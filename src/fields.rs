//! Field-by-field reading of JSON request bodies.
//!
//! Each field is converted on its own so that a body with several bad
//! fields reports every one of them under its own name. `null` and `""`
//! count as absent.

use serde_json::{Map, Value};
use std::str::FromStr;
use uuid::Uuid;
use validator::Validate;

use crate::error::{field_errors, AppError, FieldErrors};

pub struct FieldReader {
    object: Map<String, Value>,
    errors: FieldErrors,
}

impl FieldReader {
    pub fn new(body: Value) -> Result<Self, AppError> {
        match body {
            Value::Object(object) => Ok(Self {
                object,
                errors: FieldErrors::new(),
            }),
            _ => Err(AppError::invalid("body", "The body must be a JSON object.")),
        }
    }

    pub fn fail(&mut self, name: &str, message: String) {
        self.errors.entry(name.to_string()).or_default().push(message);
    }

    pub fn has_error(&self, name: &str) -> bool {
        self.errors.contains_key(name)
    }

    fn present(&self, name: &str) -> Option<&Value> {
        match self.object.get(name) {
            None | Some(Value::Null) => None,
            Some(Value::String(s)) if s.is_empty() => None,
            Some(value) => Some(value),
        }
    }

    fn required(&mut self, name: &str) -> Option<Value> {
        let value = self.present(name).cloned();
        if value.is_none() {
            self.fail(name, format!("The {} field is required.", name));
        }
        value
    }

    pub fn string(&mut self, name: &str) -> Option<String> {
        match self.present(name).cloned() {
            None => None,
            Some(Value::String(s)) => Some(s),
            Some(_) => {
                self.fail(name, format!("The {} must be a string.", name));
                None
            }
        }
    }

    /// Missing or mistyped values come back empty; the error is recorded.
    pub fn required_string(&mut self, name: &str) -> String {
        match self.required(name) {
            Some(Value::String(s)) => s,
            Some(_) => {
                self.fail(name, format!("The {} must be a string.", name));
                String::new()
            }
            None => String::new(),
        }
    }

    /// Accepts `true`, `false`, `1`, `0`, `"1"`, `"0"`, `"true"` and `"false"`.
    pub fn boolean(&mut self, name: &str, default: bool) -> bool {
        let parsed = match self.present(name) {
            None => return default,
            Some(Value::Bool(b)) => Some(*b),
            Some(Value::Number(n)) => match n.as_i64() {
                Some(1) => Some(true),
                Some(0) => Some(false),
                _ => None,
            },
            Some(Value::String(s)) => match s.as_str() {
                "1" | "true" => Some(true),
                "0" | "false" => Some(false),
                _ => None,
            },
            Some(_) => None,
        };
        parsed.unwrap_or_else(|| {
            self.fail(name, format!("The {} field must be true or false.", name));
            default
        })
    }

    /// Integers and integral strings that fit an `i32`.
    pub fn required_integer(&mut self, name: &str) -> i32 {
        let parsed = match self.required(name) {
            None => return 0,
            Some(Value::Number(n)) => n.as_i64().and_then(|n| i32::try_from(n).ok()),
            Some(Value::String(s)) => s.trim().parse::<i32>().ok(),
            Some(_) => None,
        };
        parsed.unwrap_or_else(|| {
            self.fail(name, format!("The {} must be an integer.", name));
            0
        })
    }

    /// One of a closed set of labels; numbers are compared by their text.
    pub fn required_choice<T: FromStr>(&mut self, name: &str) -> Option<T> {
        let label = match self.required(name)? {
            Value::String(s) => s,
            Value::Number(n) => n.to_string(),
            _ => String::new(),
        };
        let parsed = label.parse::<T>().ok();
        if parsed.is_none() {
            self.fail(name, format!("The selected {} is invalid.", name));
        }
        parsed
    }

    /// An array of identifiers. Absent gives `None`.
    pub fn uuid_list(&mut self, name: &str) -> Option<Vec<Uuid>> {
        let items = match self.object.get(name) {
            None | Some(Value::Null) => return None,
            Some(Value::Array(items)) => items.clone(),
            Some(_) => {
                self.fail(name, format!("The {} must be an array.", name));
                return None;
            }
        };
        let ids: Option<Vec<Uuid>> = items
            .iter()
            .map(|item| item.as_str().and_then(|s| Uuid::parse_str(s).ok()))
            .collect();
        if ids.is_none() {
            self.fail(name, format!("The selected {} is invalid.", name));
        }
        ids
    }

    /// Runs the request's `Validate` rules for fields that read cleanly and
    /// returns every collected error at once.
    pub fn finish<T: Validate>(mut self, request: T) -> Result<T, AppError> {
        if let Err(e) = request.validate() {
            for (field, messages) in field_errors(&e) {
                self.errors.entry(field).or_insert(messages);
            }
        }
        if self.errors.is_empty() {
            Ok(request)
        } else {
            Err(AppError::Validation(self.errors))
        }
    }
}
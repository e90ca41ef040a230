use aws_sdk_s3::config::Credentials;
use aws_sdk_s3::Client;
use aws_types::region::Region;
use log::info;
use sqlx::postgres::PgPoolOptions;
use sqlx::PgPool;
use std::sync::Arc;

use crate::config::{S3Settings, StorageDriver};
use crate::storage::{BlobStore, LocalBlobStore, S3BlobStore, StorageResult};

pub async fn init_db_pool(database_url: &str) -> Result<PgPool, sqlx::Error> {
    PgPoolOptions::new()
        .max_connections(10)
        .connect(database_url)
        .await
}

pub async fn run_migrations(pool: &PgPool) -> Result<(), sqlx::migrate::MigrateError> {
    sqlx::migrate!("./migrations").run(pool).await
}

pub async fn init_s3_client(settings: &S3Settings) -> Client {
    let sdk_config = aws_config::from_env().load().await;
    let mut s3_config_builder = aws_sdk_s3::config::Builder::from(&sdk_config);

    if let Some(endpoint) = &settings.endpoint {
        s3_config_builder = s3_config_builder.endpoint_url(endpoint).force_path_style(true);
    }

    let credentials = Credentials::new(
        settings.access_key.clone(),
        settings.secret_key.clone(),
        None, // session_token
        None, // expires_after
        "env",
    );
    s3_config_builder = s3_config_builder.credentials_provider(credentials);

    if let Some(region) = sdk_config.region() {
        s3_config_builder = s3_config_builder.region(region.clone());
    } else {
        s3_config_builder = s3_config_builder.region(Region::new("us-east-1"));
    };

    Client::from_conf(s3_config_builder.build())
}

pub async fn init_blob_store(driver: &StorageDriver) -> StorageResult<Arc<dyn BlobStore>> {
    match driver {
        StorageDriver::Local { root } => {
            info!("Using local blob storage at {}", root.display());
            Ok(Arc::new(LocalBlobStore::new(root.clone()).await?))
        }
        StorageDriver::S3(settings) => {
            info!("Using S3 blob storage, bucket {}", settings.bucket);
            let store = S3BlobStore::new(init_s3_client(settings).await, settings.bucket.clone());
            store.ensure_bucket_exists().await?;
            Ok(Arc::new(store))
        }
    }
}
::::
- [Exercise details]:
In the material above, show every line where the word "StorageDriver" turns up.

- [Output of the exercise]:
use crate::config::{S3Settings, StorageDriver};
pub async fn init_blob_store(driver: &StorageDriver) -> StorageResult<Arc<dyn BlobStore>> {
        StorageDriver::Local { root } => {
        StorageDriver::S3(settings) => {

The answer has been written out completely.